**TASK BRIEF**
Filter these entries, keeping only lines that hold the word "below".
### RECORDS PROVIDED ###
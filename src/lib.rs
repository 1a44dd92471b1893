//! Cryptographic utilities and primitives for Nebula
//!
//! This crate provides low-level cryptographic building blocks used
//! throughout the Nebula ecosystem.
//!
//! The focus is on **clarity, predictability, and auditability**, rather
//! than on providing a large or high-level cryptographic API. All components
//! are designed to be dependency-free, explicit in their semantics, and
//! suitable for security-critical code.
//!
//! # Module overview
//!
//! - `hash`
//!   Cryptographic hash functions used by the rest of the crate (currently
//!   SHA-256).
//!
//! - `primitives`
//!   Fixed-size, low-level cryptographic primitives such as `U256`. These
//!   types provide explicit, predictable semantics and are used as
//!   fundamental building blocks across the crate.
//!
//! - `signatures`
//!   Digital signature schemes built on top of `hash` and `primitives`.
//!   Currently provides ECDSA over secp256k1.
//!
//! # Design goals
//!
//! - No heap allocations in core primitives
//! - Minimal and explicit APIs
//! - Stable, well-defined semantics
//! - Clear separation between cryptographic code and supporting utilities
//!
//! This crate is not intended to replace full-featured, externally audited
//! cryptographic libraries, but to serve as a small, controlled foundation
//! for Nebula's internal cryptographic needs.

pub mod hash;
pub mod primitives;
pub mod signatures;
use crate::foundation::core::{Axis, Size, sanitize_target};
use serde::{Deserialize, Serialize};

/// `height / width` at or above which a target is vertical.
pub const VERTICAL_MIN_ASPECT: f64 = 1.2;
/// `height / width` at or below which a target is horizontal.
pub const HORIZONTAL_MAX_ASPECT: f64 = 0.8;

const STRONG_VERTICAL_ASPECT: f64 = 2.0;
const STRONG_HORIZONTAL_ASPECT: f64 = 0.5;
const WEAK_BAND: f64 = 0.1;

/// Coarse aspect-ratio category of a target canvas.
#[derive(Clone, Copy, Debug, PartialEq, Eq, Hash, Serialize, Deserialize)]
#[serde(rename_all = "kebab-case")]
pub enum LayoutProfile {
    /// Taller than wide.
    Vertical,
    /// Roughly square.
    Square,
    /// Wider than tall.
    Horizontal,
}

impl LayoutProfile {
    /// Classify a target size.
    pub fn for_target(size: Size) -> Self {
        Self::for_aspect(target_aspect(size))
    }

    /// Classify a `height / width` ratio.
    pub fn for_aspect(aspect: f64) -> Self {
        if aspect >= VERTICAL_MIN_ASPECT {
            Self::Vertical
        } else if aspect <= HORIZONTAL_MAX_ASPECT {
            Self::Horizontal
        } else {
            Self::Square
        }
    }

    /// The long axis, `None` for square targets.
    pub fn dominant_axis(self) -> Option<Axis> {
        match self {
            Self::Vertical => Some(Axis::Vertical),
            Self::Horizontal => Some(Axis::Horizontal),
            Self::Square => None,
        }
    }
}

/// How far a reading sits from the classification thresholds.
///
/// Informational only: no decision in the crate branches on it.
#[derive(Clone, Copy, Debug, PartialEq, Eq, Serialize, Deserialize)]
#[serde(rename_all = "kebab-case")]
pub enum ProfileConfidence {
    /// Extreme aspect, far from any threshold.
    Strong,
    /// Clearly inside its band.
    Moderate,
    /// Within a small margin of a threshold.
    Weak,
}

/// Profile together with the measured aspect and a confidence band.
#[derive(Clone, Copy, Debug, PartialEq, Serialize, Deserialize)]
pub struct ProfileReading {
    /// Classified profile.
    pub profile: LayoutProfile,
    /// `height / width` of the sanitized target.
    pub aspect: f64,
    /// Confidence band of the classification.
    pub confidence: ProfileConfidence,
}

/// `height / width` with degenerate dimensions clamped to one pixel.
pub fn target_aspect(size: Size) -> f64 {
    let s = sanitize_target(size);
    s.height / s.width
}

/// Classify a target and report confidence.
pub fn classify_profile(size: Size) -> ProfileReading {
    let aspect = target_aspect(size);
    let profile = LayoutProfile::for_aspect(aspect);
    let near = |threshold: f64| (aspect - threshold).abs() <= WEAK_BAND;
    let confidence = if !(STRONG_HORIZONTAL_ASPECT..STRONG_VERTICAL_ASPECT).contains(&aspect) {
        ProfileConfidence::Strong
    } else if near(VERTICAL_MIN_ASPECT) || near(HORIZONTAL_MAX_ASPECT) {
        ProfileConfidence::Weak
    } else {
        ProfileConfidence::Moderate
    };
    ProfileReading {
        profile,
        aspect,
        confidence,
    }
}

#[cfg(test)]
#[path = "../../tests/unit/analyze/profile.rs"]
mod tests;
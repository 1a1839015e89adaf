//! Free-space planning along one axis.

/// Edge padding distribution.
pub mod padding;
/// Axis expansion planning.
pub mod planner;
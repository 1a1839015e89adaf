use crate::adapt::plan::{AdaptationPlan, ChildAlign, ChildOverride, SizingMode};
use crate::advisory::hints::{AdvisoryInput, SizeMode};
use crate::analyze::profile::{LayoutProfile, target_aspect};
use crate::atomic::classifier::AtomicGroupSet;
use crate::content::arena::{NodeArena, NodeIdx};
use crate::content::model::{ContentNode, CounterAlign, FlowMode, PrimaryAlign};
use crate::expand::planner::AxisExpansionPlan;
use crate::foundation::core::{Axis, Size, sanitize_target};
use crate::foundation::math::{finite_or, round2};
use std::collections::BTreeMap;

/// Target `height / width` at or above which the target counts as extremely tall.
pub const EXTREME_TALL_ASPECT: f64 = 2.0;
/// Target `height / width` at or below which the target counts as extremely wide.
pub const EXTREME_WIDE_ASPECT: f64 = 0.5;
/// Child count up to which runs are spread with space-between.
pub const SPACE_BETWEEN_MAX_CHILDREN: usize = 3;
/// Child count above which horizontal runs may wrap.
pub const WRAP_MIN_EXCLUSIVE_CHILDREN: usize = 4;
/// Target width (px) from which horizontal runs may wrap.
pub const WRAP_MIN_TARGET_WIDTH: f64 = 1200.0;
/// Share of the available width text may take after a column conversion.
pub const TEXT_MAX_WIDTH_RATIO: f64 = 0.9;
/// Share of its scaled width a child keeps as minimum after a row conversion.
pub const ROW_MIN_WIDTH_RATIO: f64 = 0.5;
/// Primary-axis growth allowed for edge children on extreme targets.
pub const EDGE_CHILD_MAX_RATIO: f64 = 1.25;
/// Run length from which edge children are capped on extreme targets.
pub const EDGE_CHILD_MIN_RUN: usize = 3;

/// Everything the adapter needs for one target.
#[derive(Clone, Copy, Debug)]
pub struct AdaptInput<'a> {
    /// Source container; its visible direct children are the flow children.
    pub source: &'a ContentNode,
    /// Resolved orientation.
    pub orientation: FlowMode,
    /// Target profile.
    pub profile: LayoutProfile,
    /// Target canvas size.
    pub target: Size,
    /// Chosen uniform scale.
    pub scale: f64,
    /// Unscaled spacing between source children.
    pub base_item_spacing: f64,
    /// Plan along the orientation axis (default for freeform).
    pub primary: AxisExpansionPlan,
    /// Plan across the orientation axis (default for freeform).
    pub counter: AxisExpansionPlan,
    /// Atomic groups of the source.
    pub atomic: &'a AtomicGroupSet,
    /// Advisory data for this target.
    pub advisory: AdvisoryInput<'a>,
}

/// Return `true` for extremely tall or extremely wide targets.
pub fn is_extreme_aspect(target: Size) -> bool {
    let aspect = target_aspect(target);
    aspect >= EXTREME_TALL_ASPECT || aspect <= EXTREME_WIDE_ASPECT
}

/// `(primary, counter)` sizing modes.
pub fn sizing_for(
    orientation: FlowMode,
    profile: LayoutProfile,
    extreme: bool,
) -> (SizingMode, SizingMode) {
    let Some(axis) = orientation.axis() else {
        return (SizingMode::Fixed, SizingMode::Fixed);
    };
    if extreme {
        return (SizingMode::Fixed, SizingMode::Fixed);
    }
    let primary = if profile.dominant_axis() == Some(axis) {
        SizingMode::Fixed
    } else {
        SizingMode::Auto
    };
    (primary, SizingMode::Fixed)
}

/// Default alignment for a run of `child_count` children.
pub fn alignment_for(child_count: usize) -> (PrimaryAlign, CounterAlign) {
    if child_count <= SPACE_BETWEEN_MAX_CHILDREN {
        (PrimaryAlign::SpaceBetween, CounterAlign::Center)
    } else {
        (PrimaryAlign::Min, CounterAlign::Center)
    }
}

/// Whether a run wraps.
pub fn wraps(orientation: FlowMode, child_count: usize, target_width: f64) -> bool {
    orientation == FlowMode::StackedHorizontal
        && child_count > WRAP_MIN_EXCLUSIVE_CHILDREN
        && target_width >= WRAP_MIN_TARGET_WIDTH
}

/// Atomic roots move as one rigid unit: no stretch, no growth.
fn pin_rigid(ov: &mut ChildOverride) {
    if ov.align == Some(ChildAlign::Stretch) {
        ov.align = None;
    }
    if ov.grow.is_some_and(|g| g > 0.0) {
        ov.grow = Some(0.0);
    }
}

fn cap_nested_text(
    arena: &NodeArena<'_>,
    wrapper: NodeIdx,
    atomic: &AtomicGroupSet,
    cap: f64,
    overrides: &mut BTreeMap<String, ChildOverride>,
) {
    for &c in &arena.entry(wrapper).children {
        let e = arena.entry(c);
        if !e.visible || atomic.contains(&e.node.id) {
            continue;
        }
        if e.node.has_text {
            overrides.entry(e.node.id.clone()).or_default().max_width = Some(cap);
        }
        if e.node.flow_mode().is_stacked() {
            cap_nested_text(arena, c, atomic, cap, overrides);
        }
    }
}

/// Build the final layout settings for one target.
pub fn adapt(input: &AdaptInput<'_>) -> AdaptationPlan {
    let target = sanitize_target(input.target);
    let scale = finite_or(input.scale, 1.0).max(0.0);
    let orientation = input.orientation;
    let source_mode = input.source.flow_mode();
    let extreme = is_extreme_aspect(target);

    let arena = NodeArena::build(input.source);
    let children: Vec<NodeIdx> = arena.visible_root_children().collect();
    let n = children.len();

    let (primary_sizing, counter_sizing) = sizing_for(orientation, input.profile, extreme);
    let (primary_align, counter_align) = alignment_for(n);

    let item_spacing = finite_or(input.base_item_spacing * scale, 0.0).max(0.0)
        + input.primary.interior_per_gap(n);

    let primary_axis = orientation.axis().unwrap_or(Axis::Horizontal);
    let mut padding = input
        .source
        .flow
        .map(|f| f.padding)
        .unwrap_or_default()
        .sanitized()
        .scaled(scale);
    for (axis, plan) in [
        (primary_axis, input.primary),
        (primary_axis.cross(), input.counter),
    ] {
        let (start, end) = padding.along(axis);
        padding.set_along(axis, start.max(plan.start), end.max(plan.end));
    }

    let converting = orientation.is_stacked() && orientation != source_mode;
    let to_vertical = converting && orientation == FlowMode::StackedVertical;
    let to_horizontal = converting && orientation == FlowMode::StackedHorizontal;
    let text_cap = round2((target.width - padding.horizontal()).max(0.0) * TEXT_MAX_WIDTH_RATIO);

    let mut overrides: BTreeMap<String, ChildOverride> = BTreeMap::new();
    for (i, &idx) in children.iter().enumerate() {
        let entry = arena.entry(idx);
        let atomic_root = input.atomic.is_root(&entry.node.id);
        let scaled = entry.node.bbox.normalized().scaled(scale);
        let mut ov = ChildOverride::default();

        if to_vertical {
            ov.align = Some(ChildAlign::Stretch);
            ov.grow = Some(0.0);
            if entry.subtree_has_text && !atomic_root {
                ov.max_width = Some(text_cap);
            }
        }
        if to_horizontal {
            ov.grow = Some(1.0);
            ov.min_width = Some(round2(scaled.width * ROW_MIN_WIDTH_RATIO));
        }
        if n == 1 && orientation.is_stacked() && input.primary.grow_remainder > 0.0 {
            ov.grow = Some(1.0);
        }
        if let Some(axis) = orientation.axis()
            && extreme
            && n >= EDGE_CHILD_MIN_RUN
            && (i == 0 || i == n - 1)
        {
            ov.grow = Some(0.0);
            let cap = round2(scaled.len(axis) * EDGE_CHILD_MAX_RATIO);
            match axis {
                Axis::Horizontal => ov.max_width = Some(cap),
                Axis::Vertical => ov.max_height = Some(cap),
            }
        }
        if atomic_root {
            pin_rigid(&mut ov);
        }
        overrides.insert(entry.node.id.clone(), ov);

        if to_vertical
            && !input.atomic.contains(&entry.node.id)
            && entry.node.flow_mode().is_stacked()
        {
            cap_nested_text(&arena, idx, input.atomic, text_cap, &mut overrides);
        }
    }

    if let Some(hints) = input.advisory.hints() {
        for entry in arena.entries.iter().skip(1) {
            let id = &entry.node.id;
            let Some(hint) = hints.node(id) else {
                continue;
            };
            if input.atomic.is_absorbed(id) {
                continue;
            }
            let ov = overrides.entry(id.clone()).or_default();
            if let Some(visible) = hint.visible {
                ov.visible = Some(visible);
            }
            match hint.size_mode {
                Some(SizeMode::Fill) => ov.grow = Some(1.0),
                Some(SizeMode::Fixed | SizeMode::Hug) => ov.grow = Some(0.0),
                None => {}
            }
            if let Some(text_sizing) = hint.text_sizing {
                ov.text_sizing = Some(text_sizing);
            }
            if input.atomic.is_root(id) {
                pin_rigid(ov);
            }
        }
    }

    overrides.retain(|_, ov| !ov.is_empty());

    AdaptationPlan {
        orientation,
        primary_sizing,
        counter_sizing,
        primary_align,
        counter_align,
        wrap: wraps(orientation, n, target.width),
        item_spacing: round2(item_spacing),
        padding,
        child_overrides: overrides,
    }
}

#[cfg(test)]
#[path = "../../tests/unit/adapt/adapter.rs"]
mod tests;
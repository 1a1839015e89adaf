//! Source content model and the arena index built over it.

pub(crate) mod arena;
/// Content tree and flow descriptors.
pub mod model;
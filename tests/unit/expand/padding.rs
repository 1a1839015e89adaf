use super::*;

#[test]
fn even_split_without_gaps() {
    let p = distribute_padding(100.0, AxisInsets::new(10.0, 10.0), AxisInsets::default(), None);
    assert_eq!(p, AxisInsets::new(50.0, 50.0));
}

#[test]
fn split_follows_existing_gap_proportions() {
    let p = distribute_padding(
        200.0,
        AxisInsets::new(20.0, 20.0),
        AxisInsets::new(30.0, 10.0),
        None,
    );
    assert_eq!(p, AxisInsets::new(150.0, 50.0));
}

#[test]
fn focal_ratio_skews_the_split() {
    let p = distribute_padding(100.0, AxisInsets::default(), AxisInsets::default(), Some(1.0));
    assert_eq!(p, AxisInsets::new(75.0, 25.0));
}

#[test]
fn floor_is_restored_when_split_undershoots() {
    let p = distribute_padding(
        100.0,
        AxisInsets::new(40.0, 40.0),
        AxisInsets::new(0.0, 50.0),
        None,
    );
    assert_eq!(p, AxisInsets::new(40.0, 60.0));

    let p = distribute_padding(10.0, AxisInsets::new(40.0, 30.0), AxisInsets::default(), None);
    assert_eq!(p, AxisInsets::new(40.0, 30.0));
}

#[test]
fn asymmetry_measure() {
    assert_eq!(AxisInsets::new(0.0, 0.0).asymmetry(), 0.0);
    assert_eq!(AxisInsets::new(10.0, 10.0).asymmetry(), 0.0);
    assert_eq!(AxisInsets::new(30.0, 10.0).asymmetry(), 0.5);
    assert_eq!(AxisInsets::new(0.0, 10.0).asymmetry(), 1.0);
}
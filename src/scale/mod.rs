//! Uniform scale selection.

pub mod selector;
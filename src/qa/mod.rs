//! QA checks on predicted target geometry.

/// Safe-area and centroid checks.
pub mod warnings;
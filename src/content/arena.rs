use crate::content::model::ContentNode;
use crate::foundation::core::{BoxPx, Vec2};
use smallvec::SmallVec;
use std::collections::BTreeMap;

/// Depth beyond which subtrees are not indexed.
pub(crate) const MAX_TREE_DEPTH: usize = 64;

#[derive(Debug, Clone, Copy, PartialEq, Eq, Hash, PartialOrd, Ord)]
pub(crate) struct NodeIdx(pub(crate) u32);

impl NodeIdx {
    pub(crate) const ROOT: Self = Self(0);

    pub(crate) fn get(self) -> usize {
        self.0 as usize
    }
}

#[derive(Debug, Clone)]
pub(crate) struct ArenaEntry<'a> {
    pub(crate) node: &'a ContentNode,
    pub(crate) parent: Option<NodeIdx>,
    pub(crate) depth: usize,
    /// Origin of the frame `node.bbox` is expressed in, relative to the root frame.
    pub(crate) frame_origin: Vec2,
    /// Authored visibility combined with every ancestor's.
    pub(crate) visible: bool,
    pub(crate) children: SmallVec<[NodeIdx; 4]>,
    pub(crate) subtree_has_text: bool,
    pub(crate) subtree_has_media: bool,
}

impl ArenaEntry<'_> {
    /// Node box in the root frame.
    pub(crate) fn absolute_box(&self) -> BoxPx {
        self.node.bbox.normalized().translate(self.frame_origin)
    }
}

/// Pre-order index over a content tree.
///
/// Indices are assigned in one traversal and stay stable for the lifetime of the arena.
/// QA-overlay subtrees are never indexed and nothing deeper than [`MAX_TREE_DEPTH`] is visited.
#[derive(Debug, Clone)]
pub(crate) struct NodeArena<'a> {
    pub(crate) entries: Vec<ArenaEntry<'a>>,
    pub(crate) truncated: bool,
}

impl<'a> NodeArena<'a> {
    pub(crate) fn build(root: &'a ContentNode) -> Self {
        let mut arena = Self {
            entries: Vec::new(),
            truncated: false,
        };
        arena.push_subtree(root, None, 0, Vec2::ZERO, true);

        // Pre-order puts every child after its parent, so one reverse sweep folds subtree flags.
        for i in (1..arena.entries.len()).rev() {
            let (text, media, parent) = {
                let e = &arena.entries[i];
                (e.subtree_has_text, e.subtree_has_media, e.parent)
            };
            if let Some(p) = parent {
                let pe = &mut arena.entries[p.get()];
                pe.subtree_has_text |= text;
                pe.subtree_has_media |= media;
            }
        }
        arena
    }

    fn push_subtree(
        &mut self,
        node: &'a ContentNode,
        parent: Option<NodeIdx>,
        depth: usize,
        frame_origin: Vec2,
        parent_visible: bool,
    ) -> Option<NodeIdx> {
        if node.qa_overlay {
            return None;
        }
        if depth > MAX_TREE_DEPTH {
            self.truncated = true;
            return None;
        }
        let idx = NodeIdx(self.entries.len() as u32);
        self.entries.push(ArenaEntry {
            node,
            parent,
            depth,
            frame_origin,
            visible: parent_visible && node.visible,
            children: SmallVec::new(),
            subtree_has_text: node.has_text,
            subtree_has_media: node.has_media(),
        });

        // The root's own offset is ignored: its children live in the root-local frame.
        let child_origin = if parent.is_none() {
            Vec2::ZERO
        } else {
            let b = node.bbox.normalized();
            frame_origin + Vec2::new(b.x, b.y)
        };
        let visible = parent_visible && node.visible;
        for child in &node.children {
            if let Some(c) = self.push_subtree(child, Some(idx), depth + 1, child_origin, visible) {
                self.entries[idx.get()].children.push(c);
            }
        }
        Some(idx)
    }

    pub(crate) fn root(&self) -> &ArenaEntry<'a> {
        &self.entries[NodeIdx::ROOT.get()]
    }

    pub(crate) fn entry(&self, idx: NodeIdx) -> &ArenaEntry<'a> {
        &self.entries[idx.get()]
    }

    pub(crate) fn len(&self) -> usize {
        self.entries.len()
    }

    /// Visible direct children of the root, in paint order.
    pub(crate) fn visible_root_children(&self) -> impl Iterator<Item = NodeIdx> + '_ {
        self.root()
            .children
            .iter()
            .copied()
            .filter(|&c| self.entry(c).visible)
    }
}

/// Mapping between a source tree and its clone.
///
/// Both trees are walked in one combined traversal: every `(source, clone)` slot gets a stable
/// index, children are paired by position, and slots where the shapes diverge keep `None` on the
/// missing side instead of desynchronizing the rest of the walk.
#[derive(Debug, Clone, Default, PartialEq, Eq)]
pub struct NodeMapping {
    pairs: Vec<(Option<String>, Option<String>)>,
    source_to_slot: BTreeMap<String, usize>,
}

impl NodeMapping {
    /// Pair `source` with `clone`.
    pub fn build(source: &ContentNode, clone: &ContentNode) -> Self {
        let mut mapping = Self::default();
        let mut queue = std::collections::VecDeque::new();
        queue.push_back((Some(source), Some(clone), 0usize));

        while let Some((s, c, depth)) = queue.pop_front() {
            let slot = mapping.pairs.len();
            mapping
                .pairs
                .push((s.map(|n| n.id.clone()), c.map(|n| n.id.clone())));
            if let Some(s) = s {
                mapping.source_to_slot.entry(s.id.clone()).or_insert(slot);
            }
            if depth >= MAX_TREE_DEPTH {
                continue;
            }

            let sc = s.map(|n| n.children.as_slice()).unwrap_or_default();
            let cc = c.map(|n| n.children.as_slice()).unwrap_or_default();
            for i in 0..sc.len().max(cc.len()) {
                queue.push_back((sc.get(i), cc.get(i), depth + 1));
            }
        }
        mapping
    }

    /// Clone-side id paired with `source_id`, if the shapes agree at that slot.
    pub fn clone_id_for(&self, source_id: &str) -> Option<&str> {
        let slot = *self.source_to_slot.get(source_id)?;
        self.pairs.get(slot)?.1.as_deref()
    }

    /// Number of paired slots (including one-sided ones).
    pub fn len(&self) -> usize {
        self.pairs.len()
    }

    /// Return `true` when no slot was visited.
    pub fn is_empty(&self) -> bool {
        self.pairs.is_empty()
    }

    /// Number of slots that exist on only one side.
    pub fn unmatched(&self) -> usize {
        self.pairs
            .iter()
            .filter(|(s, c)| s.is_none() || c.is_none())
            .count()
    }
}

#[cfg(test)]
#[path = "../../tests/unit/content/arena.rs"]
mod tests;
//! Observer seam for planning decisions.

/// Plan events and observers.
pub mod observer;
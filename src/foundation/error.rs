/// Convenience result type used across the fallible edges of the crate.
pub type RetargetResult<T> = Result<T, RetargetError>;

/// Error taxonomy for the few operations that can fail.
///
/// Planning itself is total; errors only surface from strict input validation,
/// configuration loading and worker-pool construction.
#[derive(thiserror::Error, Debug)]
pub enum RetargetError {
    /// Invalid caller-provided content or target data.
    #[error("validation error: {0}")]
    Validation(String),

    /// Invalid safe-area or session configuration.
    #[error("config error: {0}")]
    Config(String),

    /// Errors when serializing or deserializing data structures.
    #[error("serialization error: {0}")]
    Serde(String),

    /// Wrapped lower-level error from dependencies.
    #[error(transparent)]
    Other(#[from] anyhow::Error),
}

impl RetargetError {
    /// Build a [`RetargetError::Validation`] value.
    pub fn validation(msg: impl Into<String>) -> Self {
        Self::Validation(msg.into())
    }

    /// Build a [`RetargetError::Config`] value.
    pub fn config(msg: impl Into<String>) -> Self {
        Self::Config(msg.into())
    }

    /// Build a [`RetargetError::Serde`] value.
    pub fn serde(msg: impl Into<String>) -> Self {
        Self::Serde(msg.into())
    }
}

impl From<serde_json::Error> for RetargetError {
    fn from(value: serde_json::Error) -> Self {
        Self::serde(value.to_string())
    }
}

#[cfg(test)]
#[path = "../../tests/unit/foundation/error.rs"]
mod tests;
###
**SOLUTION**
/// `height / width` at or below which a target is horizontal.
/// Target `height / width` at or below which the target counts as extremely wide.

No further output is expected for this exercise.